Segment Open

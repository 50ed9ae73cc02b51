// The events that can occur in the panel and the side effects the reducer
// asks the executors to perform.

use crate::error::PanelError;
use crate::form_validation::FormError;
use crate::models::{ActionResponse, SessionAction, SessionKey, SessionStatus};
use crate::notifier::NotifyKind;
use crate::token_fields::TokenFieldState;

#[derive(Debug, Clone, PartialEq)]
pub enum Message {
    // Status poller
    CheckStatus { raw_key: String },   // Explicit refresh; alerts on an empty key
    PollTick { raw_key: String },      // Timer refresh; silent on an empty key
    StatusLoaded {
        seq: u64,
        result: Result<SessionStatus, PanelError>,
    },

    // Action dispatcher
    RequestAction { raw_key: String, action: String },
    ActionCompleted {
        action: SessionAction,
        result: Result<ActionResponse, PanelError>,
    },

    // Submission form
    TokenTypeChanged { value: String }, // Also sent once at mount
    FormRejected(FormError),
}

#[derive(Debug, Clone, PartialEq)]
pub enum Command {
    /// `GET /session/{key}`; the result comes back as `StatusLoaded { seq }`
    FetchStatus { key: SessionKey, seq: u64 },

    /// `POST /session/{key}/{action}`
    PostAction { key: SessionKey, action: SessionAction },

    /// Replace the status box contents
    RenderStatus(String),

    /// Re-read the key input and check status again
    RefreshStatus,

    Notify { message: String, kind: NotifyKind },

    ApplyTokenFields(TokenFieldState),
}

impl Command {
    pub fn notify_error(message: impl Into<String>) -> Self {
        Command::Notify { message: message.into(), kind: NotifyKind::Error }
    }
}
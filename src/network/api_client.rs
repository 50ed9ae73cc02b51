use serde::de::DeserializeOwned;
use wasm_bindgen::prelude::*;
use wasm_bindgen_futures::JsFuture;

use crate::debug_log;
use crate::error::PanelError;
use crate::models::{ActionResponse, SessionAction, SessionKey, SessionStatus};

/// The two backend routes the panel consumes.
///
/// Implemented over `fetch` by `FetchSessionApi`; tests substitute a stub.
#[allow(async_fn_in_trait)]
pub trait SessionApi {
    /// `GET /session/{key}`
    async fn get_status(&self, key: &SessionKey) -> Result<SessionStatus, PanelError>;

    /// `POST /session/{key}/{action}`
    async fn post_action(
        &self,
        key: &SessionKey,
        action: SessionAction,
    ) -> Result<ActionResponse, PanelError>;
}

// REST client for the session endpoints
#[derive(Debug, Clone, Copy, Default)]
pub struct FetchSessionApi;

impl SessionApi for FetchSessionApi {
    async fn get_status(&self, key: &SessionKey) -> Result<SessionStatus, PanelError> {
        let url = super::api_config().session_url(&encode_key(key));
        Self::fetch_json(&url, "GET").await
    }

    async fn post_action(
        &self,
        key: &SessionKey,
        action: SessionAction,
    ) -> Result<ActionResponse, PanelError> {
        let url = super::api_config().session_action_url(&encode_key(key), action.as_str());
        Self::fetch_json(&url, "POST").await
    }
}

impl FetchSessionApi {
    // Helper function to make fetch requests and decode the JSON body
    async fn fetch_json<T: DeserializeOwned>(url: &str, method: &str) -> Result<T, PanelError> {
        use web_sys::{Headers, Request, RequestInit, RequestMode, Response};

        debug_log!("{} {}", method, url);

        let opts = RequestInit::new();
        opts.set_method(method);
        opts.set_mode(RequestMode::Cors);

        let headers = Headers::new()?;
        headers.append("Accept", "application/json")?;
        opts.set_headers(&headers);

        let request = Request::new_with_str_and_init(url, &opts)?;

        let window = web_sys::window().ok_or_else(|| PanelError::Dom("no global window".into()))?;
        let resp_value = JsFuture::from(window.fetch_with_request(&request)).await?;
        let resp: Response = resp_value.dyn_into()?;

        let text = JsFuture::from(resp.text()?).await?;
        let body = text.as_string().unwrap_or_default();

        decode_body(resp.ok(), resp.status(), &resp.status_text(), &body)
    }
}

/// Decode a response body.  The backend reports application errors in the
/// JSON `error` field, often with a non-2xx status, so the body is decoded
/// first and the HTTP status only matters when that fails.
pub(crate) fn decode_body<T: DeserializeOwned>(
    ok: bool,
    status: u16,
    status_text: &str,
    body: &str,
) -> Result<T, PanelError> {
    match serde_json::from_str::<T>(body) {
        Ok(value) => Ok(value),
        Err(_) if !ok => Err(PanelError::Http {
            status,
            status_text: status_text.to_string(),
        }),
        Err(e) => Err(e.into()),
    }
}

fn encode_key(key: &SessionKey) -> String {
    String::from(js_sys::encode_uri_component(key.as_str()))
}

#[cfg(all(test, target_arch = "wasm32"))]
pub(crate) mod testing {
    use super::*;
    use std::cell::RefCell;

    /// Canned responses plus a record of every call.  Unset responses fail
    /// with a transport error.
    #[derive(Default)]
    pub struct StubApi {
        pub status: RefCell<Option<Result<SessionStatus, PanelError>>>,
        pub action: RefCell<Option<Result<ActionResponse, PanelError>>>,
        pub status_calls: RefCell<Vec<String>>,
        pub action_calls: RefCell<Vec<(String, SessionAction)>>,
    }

    impl SessionApi for StubApi {
        async fn get_status(&self, key: &SessionKey) -> Result<SessionStatus, PanelError> {
            self.status_calls.borrow_mut().push(key.to_string());
            self.status
                .borrow()
                .clone()
                .unwrap_or_else(|| Err(PanelError::Transport("no stub".into())))
        }

        async fn post_action(
            &self,
            key: &SessionKey,
            action: SessionAction,
        ) -> Result<ActionResponse, PanelError> {
            self.action_calls.borrow_mut().push((key.to_string(), action));
            self.action
                .borrow()
                .clone()
                .unwrap_or_else(|| Err(PanelError::Transport("no stub".into())))
        }
    }
}
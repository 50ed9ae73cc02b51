//! Thin helper layer for repetitive DOM operations.
//!
//! Small wrappers for the show / hide / required / read-value patterns the
//! panel needs, so the executors don't sprinkle `set_attribute` calls and
//! `dyn_into` casts across the code-base.

use wasm_bindgen::JsCast;
use web_sys::{Document, Element, HtmlElement, HtmlInputElement};

/// Look up an element by id and cast it to the requested type.  `None` when
/// the element is missing or is of a different type.
pub fn by_id<T: JsCast>(document: &Document, id: &str) -> Option<T> {
    document
        .get_element_by_id(id)
        .and_then(|el| el.dyn_into::<T>().ok())
}

/// Toggle an element's inline `display` between `block` and `none`.
pub fn set_visible(el: &HtmlElement, visible: bool) {
    let display = if visible { "block" } else { "none" };
    let _ = el.style().set_property("display", display);
}

/// Add or remove the boolean `required` attribute.
pub fn set_required(el: &Element, required: bool) {
    if required {
        let _ = el.set_attribute("required", "");
    } else {
        let _ = el.remove_attribute("required");
    }
}

/// Current value of an optional `<input>`; missing inputs read as empty.
pub fn input_value(input: Option<&HtmlInputElement>) -> String {
    input.map(|i| i.value()).unwrap_or_default()
}

/// Whether an optional `<input type="file">` has at least one file selected.
pub fn has_file(input: Option<&HtmlInputElement>) -> bool {
    input
        .and_then(|i| i.files())
        .map(|files| files.length() > 0)
        .unwrap_or(false)
}

// ---------------------------------------------------------------------------
// wasm-bindgen tests
// ---------------------------------------------------------------------------

#[cfg(all(test, target_arch = "wasm32"))]
mod tests {
    use super::*;
    use wasm_bindgen_test::*;

    wasm_bindgen_test_configure!(run_in_browser);

    fn document() -> Document {
        web_sys::window().unwrap().document().unwrap()
    }

    #[wasm_bindgen_test]
    fn visibility_round_trip() {
        let el: HtmlElement = document().create_element("div").unwrap().unchecked_into();
        set_visible(&el, false);
        assert_eq!(el.style().get_property_value("display").unwrap(), "none");
        set_visible(&el, true);
        assert_eq!(el.style().get_property_value("display").unwrap(), "block");
    }

    #[wasm_bindgen_test]
    fn required_attribute_toggles() {
        let el = document().create_element("input").unwrap();
        set_required(&el, true);
        assert!(el.has_attribute("required"));
        set_required(&el, false);
        assert!(!el.has_attribute("required"));
    }

    #[wasm_bindgen_test]
    fn missing_inputs_read_empty() {
        assert_eq!(input_value(None), "");
        assert!(!has_file(None));

        let file_input: HtmlInputElement = document().create_element("input").unwrap().unchecked_into();
        file_input.set_type("file");
        assert!(!has_file(Some(&file_input)));
    }
}
use std::rc::{Rc, Weak};

use wasm_bindgen::prelude::*;
use wasm_bindgen::JsCast;
use web_sys::{Document, Element, Event, KeyboardEvent, MouseEvent};

use crate::constants::ATTR_SESSION_ACTION;
use crate::debug_log;
use crate::form_validation;
use crate::messages::Message;
use crate::network::SessionApi;
use crate::panel::Panel;
use crate::token_fields::TokenMode;

/// Wire the page's inputs to the panel.  Every closure holds a weak
/// reference; listeners live as long as the page and are forgotten, like the
/// rest of the frontend's handlers.
pub fn install_listeners<A: SessionApi + 'static>(
    panel: &Rc<Panel<A>>,
    document: &Document,
) -> Result<(), JsValue> {
    let elements = panel.elements().clone();

    // Enter in the key field checks status immediately
    if let Some(input) = &elements.session_input {
        let weak = Rc::downgrade(panel);
        let on_key = Closure::wrap(Box::new(move |e: KeyboardEvent| {
            if e.key() == "Enter" {
                e.prevent_default();
                if let Some(panel) = weak.upgrade() {
                    panel.check_status();
                }
            }
        }) as Box<dyn FnMut(_)>);
        input.add_event_listener_with_callback("keydown", on_key.as_ref().unchecked_ref())?;
        on_key.forget();
    }

    // Buttons carrying data-session-action="pause|resume|stop"
    let buttons = document.query_selector_all(&format!("[{}]", ATTR_SESSION_ACTION))?;
    for i in 0..buttons.length() {
        let Some(button) = buttons.item(i).and_then(|n| n.dyn_into::<Element>().ok()) else {
            continue;
        };
        attach_action_button(panel, &button)?;
    }
    debug_log!("wired {} session action buttons", buttons.length());

    if let Some(tf) = &elements.token_fields {
        let weak = Rc::downgrade(panel);
        let on_change = Closure::wrap(Box::new(move |_: Event| {
            if let Some(panel) = weak.upgrade() {
                panel.update_token_fields();
            }
        }) as Box<dyn FnMut(_)>);
        tf.select
            .add_event_listener_with_callback("change", on_change.as_ref().unchecked_ref())?;
        on_change.forget();
    }

    if let Some(form) = &elements.form {
        let weak = Rc::downgrade(panel);
        let on_submit = Closure::wrap(Box::new(move |e: Event| {
            if let Some(panel) = weak.upgrade() {
                validate_before_submit(&panel, &e);
            }
        }) as Box<dyn FnMut(_)>);
        form.form
            .add_event_listener_with_callback("submit", on_submit.as_ref().unchecked_ref())?;
        on_submit.forget();
    }

    Ok(())
}

fn attach_action_button<A: SessionApi + 'static>(
    panel: &Rc<Panel<A>>,
    button: &Element,
) -> Result<(), JsValue> {
    let weak: Weak<Panel<A>> = Rc::downgrade(panel);
    let target = button.clone();
    let on_click = Closure::wrap(Box::new(move |e: MouseEvent| {
        e.prevent_default();
        // Read the attribute at click time so markup changes are honoured.
        let action = target.get_attribute(ATTR_SESSION_ACTION).unwrap_or_default();
        if let Some(panel) = weak.upgrade() {
            panel.session_action(&action);
        }
    }) as Box<dyn FnMut(_)>);
    button.add_event_listener_with_callback("click", on_click.as_ref().unchecked_ref())?;
    on_click.forget();
    Ok(())
}

/// Cancel the submit and tell the user why when the form is incomplete.
fn validate_before_submit<A: SessionApi + 'static>(panel: &Rc<Panel<A>>, event: &Event) {
    let elements = panel.elements();
    let (Some(form), Some(tf)) = (&elements.form, &elements.token_fields) else {
        return;
    };
    let mode = TokenMode::from_select_value(&tf.select.value());
    if let Err(err) = form_validation::validate(&form.snapshot(mode)) {
        event.prevent_default();
        panel.dispatch(Message::FormRejected(err));
    }
}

Segment Closed

• [PROBLEM REQUIREMENTS]:
The lines in the records above that include the word "page" must be copied out.

• [COMPLETED EXERCISE]:
/// Wire the page's inputs to the panel.  Every closure holds a weak
/// reference; listeners live as long as the page and are forgotten, like the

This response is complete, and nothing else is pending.